Monday, September 15, 2014

Maybelline "firsts": Movie Star Displays, Carded merchandise, improved self-serviced racks and three-step eye make-up...mascaras, pencils and shadows,

Excerpt from The Maybelline Story and the Spirited Family Dynasty Behind It.  

 Tom Lyle Williams was onto something that had eluded him, something far more exciting than any horse race or radio show. Tom Lyle marveled with Emery over two recent photos of Merle Oberon who’d been in a terrible accident the year before that left her face badly scarred. One picture had been taken of her without her make-up, and the pits and indentations in her skin showed up. Yet here was another picture that made her skin look flawless in spite of the damage. Make-up and clever lighting obviously helped keep her image stunningly beautiful without detracting from her exotic eyes, but something else was going on here. This was the faultless look Tom Lyle had dreamed of, and the image appeared in the kind of vibrant jewel tones that could only be the unique tri-color process from Technicolor. The photo in his right hand was ground-breaking. Technicolor had never been accomplished outside of moving pictures. Someone had worked with a lab to create a still shot from a reel of movie film. Excitement sent Tom Lyle’s pulse racing.

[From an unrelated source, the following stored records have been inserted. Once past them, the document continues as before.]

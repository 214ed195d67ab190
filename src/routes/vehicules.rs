use actix_web::{delete, get, post, put, web, HttpResponse};
use sea_orm::{
    ActiveModelTrait, ColumnTrait, DatabaseConnection, EntityTrait, ModelTrait, QueryFilter,
    QueryOrder, Set,
};
use chrono::Utc;
use validator::Validate;

use crate::middleware::AuthUser;
use crate::models::dto::{erreurs_validation, CreateVehiculeRequest, UpdateVehiculeRequest};
use crate::models::users::Role;
use crate::models::vehicules::{self, Column as VehiculeColumn, Entity as Vehicules};
use crate::routes::{reponse_acces_refuse, reponse_erreur_bd, reponse_introuvable};

pub const STATUT_EN_ATTENTE: &str = "en_attente";
pub const STATUT_APPROUVE: &str = "approuve";
pub const STATUT_REFUSE: &str = "refuse";

/// GET /api/vehicules - Véhicules du conducteur authentifié (PROTÉGÉE)
#[get("")]
pub async fn mes_vehicules(auth_user: AuthUser, db: web::Data<DatabaseConnection>) -> HttpResponse {
    match Vehicules::find()
        .filter(VehiculeColumn::ConducteurId.eq(auth_user.user_id))
        .order_by_asc(VehiculeColumn::Id)
        .all(db.get_ref())
        .await
    {
        Ok(liste) => HttpResponse::Ok().json(serde_json::json!({
            "success": true,
            "data": liste
        })),
        Err(e) => reponse_erreur_bd(e),
    }
}

/// POST /api/vehicules - Déclarer un véhicule (PROTÉGÉE, conducteurs)
///
/// Le véhicule démarre en_attente : seul un administrateur l'approuve.
#[post("")]
pub async fn creer_vehicule(
    auth_user: AuthUser,
    body: web::Json<CreateVehiculeRequest>,
    db: web::Data<DatabaseConnection>,
) -> HttpResponse {
    if auth_user.role == Role::Passager {
        return reponse_acces_refuse("Seuls les conducteurs peuvent déclarer un véhicule");
    }

    if let Err(erreurs) = body.validate() {
        return HttpResponse::BadRequest().json(erreurs_validation(&erreurs));
    }

    // Immatriculation unique sur toute la plateforme
    match Vehicules::find()
        .filter(VehiculeColumn::Immatriculation.eq(&body.immatriculation))
        .one(db.get_ref())
        .await
    {
        Ok(Some(_)) => {
            return HttpResponse::Conflict().json(serde_json::json!({
                "success": false,
                "error": { "code": "CONFLIT", "message": "Un véhicule existe déjà avec cette immatriculation" }
            }));
        }
        Err(e) => return reponse_erreur_bd(e),
        _ => {}
    }

    let nouveau = vehicules::ActiveModel {
        conducteur_id: Set(auth_user.user_id),
        marque: Set(body.marque.clone()),
        modele: Set(body.modele.clone()),
        couleur: Set(body.couleur.clone()),
        immatriculation: Set(body.immatriculation.clone()),
        nb_places: Set(body.nb_places),
        statut: Set(STATUT_EN_ATTENTE.to_string()),
        created_at: Set(Some(Utc::now().naive_utc())),
        ..Default::default()
    };

    match nouveau.insert(db.get_ref()).await {
        Ok(vehicule) => HttpResponse::Created().json(serde_json::json!({
            "success": true,
            "data": vehicule
        })),
        Err(e) => reponse_erreur_bd(e),
    }
}

/// PUT /api/vehicules/{id} - Modifier un véhicule (PROTÉGÉE, propriétaire ou admin)
#[put("/{id}")]
pub async fn modifier_vehicule(
    auth_user: AuthUser,
    chemin: web::Path<i32>,
    body: web::Json<UpdateVehiculeRequest>,
    db: web::Data<DatabaseConnection>,
) -> HttpResponse {
    if let Err(erreurs) = body.validate() {
        return HttpResponse::BadRequest().json(erreurs_validation(&erreurs));
    }

    let vehicule = match Vehicules::find_by_id(chemin.into_inner()).one(db.get_ref()).await {
        Ok(Some(vehicule)) => vehicule,
        Ok(None) => return reponse_introuvable("Véhicule introuvable"),
        Err(e) => return reponse_erreur_bd(e),
    };

    if !auth_user.is_admin() && vehicule.conducteur_id != auth_user.user_id {
        return reponse_acces_refuse("Vous ne pouvez pas modifier ce véhicule");
    }

    let mut active: vehicules::ActiveModel = vehicule.into();
    if let Some(marque) = &body.marque {
        active.marque = Set(marque.clone());
    }
    if let Some(modele) = &body.modele {
        active.modele = Set(modele.clone());
    }
    if let Some(couleur) = &body.couleur {
        active.couleur = Set(Some(couleur.clone()));
    }
    if let Some(nb_places) = body.nb_places {
        active.nb_places = Set(nb_places);
    }

    match active.update(db.get_ref()).await {
        Ok(vehicule) => HttpResponse::Ok().json(serde_json::json!({
            "success": true,
            "data": vehicule
        })),
        Err(e) => reponse_erreur_bd(e),
    }
}

/// DELETE /api/vehicules/{id} - Supprimer un véhicule (PROTÉGÉE, propriétaire ou admin)
#[delete("/{id}")]
pub async fn supprimer_vehicule(
    auth_user: AuthUser,
    chemin: web::Path<i32>,
    db: web::Data<DatabaseConnection>,
) -> HttpResponse {
    let vehicule = match Vehicules::find_by_id(chemin.into_inner()).one(db.get_ref()).await {
        Ok(Some(vehicule)) => vehicule,
        Ok(None) => return reponse_introuvable("Véhicule introuvable"),
        Err(e) => return reponse_erreur_bd(e),
    };

    if !auth_user.is_admin() && vehicule.conducteur_id != auth_user.user_id {
        return reponse_acces_refuse("Vous ne pouvez pas supprimer ce véhicule");
    }

    match vehicule.delete(db.get_ref()).await {
        Ok(_) => HttpResponse::Ok().json(serde_json::json!({
            "success": true,
            "data": { "message": "Véhicule supprimé" }
        })),
        Err(e) => reponse_erreur_bd(e),
    }
}

pub fn vehicule_routes(cfg: &mut web::ServiceConfig) {
    cfg.service(
        web::scope("/vehicules")
            .service(mes_vehicules)
            .service(creer_vehicule)
            .service(modifier_vehicule)
            .service(supprimer_vehicule),
    );
}
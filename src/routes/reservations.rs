use actix_web::{delete, get, patch, post, web, HttpResponse};
use sea_orm::{
    ColumnTrait, DatabaseConnection, EntityTrait, PaginatorTrait, QueryFilter, QueryOrder,
};
use validator::Validate;

use crate::middleware::AuthUser;
use crate::models::dto::{
    erreurs_validation, pagination_meta, CreateReservationRequest, PaginationQuery,
    UpdateReservationRequest,
};
use crate::models::reservations::{Column as ReservationColumn, Entity as Reservations, StatutReservation};
use crate::models::trajets::Entity as Trajets;
use crate::routes::{
    reponse_acces_refuse, reponse_erreur_bd, reponse_erreur_service, reponse_introuvable,
};
use crate::services::notification_service::{NotificationHub, NotificationService};
use crate::services::reservation_service::ReservationService;

/// POST /api/reservations - Réserver une place sur un trajet (PROTÉGÉE)
///
/// Le conducteur du trajet est prévenu (effet de bord, hors transaction).
#[post("")]
pub async fn creer_reservation(
    auth_user: AuthUser,
    body: web::Json<CreateReservationRequest>,
    db: web::Data<DatabaseConnection>,
    hub: web::Data<NotificationHub>,
) -> HttpResponse {
    if let Err(erreurs) = body.validate() {
        return HttpResponse::BadRequest().json(erreurs_validation(&erreurs));
    }

    let (reservation, trajet) = match ReservationService::creer(
        db.get_ref(),
        auth_user.user_id,
        body.trajet_id,
        body.message.clone(),
    )
    .await
    {
        Ok(resultat) => resultat,
        Err(e) => return reponse_erreur_service(e),
    };

    if let Err(e) = NotificationService::envoyer(
        db.get_ref(),
        hub.get_ref(),
        trajet.conducteur_id,
        "reservation",
        "Nouvelle demande de réservation",
        &format!(
            "Un passager souhaite réserver une place sur le trajet {} → {}",
            trajet.depart, trajet.destination
        ),
    )
    .await
    {
        eprintln!("⚠️  Failed to notify driver {}: {}", trajet.conducteur_id, e);
    }

    HttpResponse::Created().json(serde_json::json!({
        "success": true,
        "data": reservation
    }))
}

/// GET /api/reservations - Réservations du passager authentifié (PROTÉGÉE)
#[get("")]
pub async fn mes_reservations(
    auth_user: AuthUser,
    db: web::Data<DatabaseConnection>,
    pagination: web::Query<PaginationQuery>,
) -> HttpResponse {
    let page = pagination.page();
    let limit = pagination.limit();

    let paginateur = Reservations::find()
        .filter(ReservationColumn::PassagerId.eq(auth_user.user_id))
        .order_by_desc(ReservationColumn::CreatedAt)
        .paginate(db.get_ref(), limit);

    let total = match paginateur.num_items().await {
        Ok(total) => total,
        Err(e) => return reponse_erreur_bd(e),
    };
    let liste = match paginateur.fetch_page(page - 1).await {
        Ok(liste) => liste,
        Err(e) => return reponse_erreur_bd(e),
    };

    HttpResponse::Ok().json(serde_json::json!({
        "success": true,
        "data": liste,
        "meta": pagination_meta(page, limit, total),
    }))
}

/// GET /api/reservations/trajet/{id} - Réservations d'un trajet (PROTÉGÉE,
/// conducteur du trajet ou admin)
#[get("/trajet/{id}")]
pub async fn reservations_du_trajet(
    auth_user: AuthUser,
    chemin: web::Path<i32>,
    db: web::Data<DatabaseConnection>,
) -> HttpResponse {
    let trajet_id = chemin.into_inner();

    let trajet = match Trajets::find_by_id(trajet_id).one(db.get_ref()).await {
        Ok(Some(trajet)) => trajet,
        Ok(None) => return reponse_introuvable("Trajet introuvable"),
        Err(e) => return reponse_erreur_bd(e),
    };

    if !auth_user.is_admin() && trajet.conducteur_id != auth_user.user_id {
        return reponse_acces_refuse("Seul le conducteur du trajet peut consulter ses réservations");
    }

    match Reservations::find()
        .filter(ReservationColumn::TrajetId.eq(trajet_id))
        .order_by_asc(ReservationColumn::CreatedAt)
        .all(db.get_ref())
        .await
    {
        Ok(liste) => HttpResponse::Ok().json(serde_json::json!({
            "success": true,
            "data": liste
        })),
        Err(e) => reponse_erreur_bd(e),
    }
}

/// PATCH /api/reservations/{id} - Transition de statut (PROTÉGÉE,
/// conducteur du trajet ou admin)
///
/// Le passager est prévenu d'une confirmation ou d'un refus.
#[patch("/{id}")]
pub async fn changer_statut_reservation(
    auth_user: AuthUser,
    chemin: web::Path<i32>,
    body: web::Json<UpdateReservationRequest>,
    db: web::Data<DatabaseConnection>,
    hub: web::Data<NotificationHub>,
) -> HttpResponse {
    let nouveau_statut = match StatutReservation::from_str(&body.statut) {
        Some(statut) => statut,
        None => {
            return HttpResponse::BadRequest().json(serde_json::json!({
                "success": false,
                "error": { "code": "REQUETE_INVALIDE", "message": "Statut de réservation inconnu" }
            }));
        }
    };

    let reservation = match ReservationService::changer_statut(
        db.get_ref(),
        chemin.into_inner(),
        nouveau_statut,
        &auth_user,
    )
    .await
    {
        Ok(reservation) => reservation,
        Err(e) => return reponse_erreur_service(e),
    };

    let annonce = match nouveau_statut {
        StatutReservation::Confirme => Some(("Réservation confirmée", "Votre réservation a été confirmée")),
        StatutReservation::Refuse => Some(("Réservation refusée", "Votre réservation a été refusée")),
        _ => None,
    };
    if let Some((titre, message)) = annonce {
        if let Err(e) = NotificationService::envoyer(
            db.get_ref(),
            hub.get_ref(),
            reservation.passager_id,
            "reservation",
            titre,
            message,
        )
        .await
        {
            eprintln!(
                "⚠️  Failed to notify passenger {}: {}",
                reservation.passager_id, e
            );
        }
    }

    HttpResponse::Ok().json(serde_json::json!({
        "success": true,
        "data": reservation
    }))
}

/// DELETE /api/reservations/{id} - Supprimer une réservation (PROTÉGÉE,
/// passager propriétaire, conducteur du trajet ou admin)
#[delete("/{id}")]
pub async fn supprimer_reservation(
    auth_user: AuthUser,
    chemin: web::Path<i32>,
    db: web::Data<DatabaseConnection>,
) -> HttpResponse {
    match ReservationService::supprimer(db.get_ref(), chemin.into_inner(), &auth_user).await {
        Ok(()) => HttpResponse::Ok().json(serde_json::json!({
            "success": true,
            "data": { "message": "Réservation supprimée" }
        })),
        Err(e) => reponse_erreur_service(e),
    }
}

pub fn reservation_routes(cfg: &mut web::ServiceConfig) {
    cfg.service(
        web::scope("/reservations")
            .service(creer_reservation)
            .service(mes_reservations)
            .service(reservations_du_trajet)
            .service(changer_statut_reservation)
            .service(supprimer_reservation),
    );
}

Thank you to my cousins, Ann Carneros, Linda Hughes and Donna Hughes for sending me the picture of Merle Oberon's Maybelline Display.  The vintage, late 1930's Display, was found in a second-hand shop and bought as a gift for Donna and Linda's mother, Shirley Hughes, (Shirley is Maybelline's namesake, Mabel Williams, daughter and my cousin Ann, is Noel J. and Frances Williams granddaughter.)  Siblings, Tom Lyle, Noel J. and Mabel Williams, were the original founder's of the Maybelline Co. in 1915.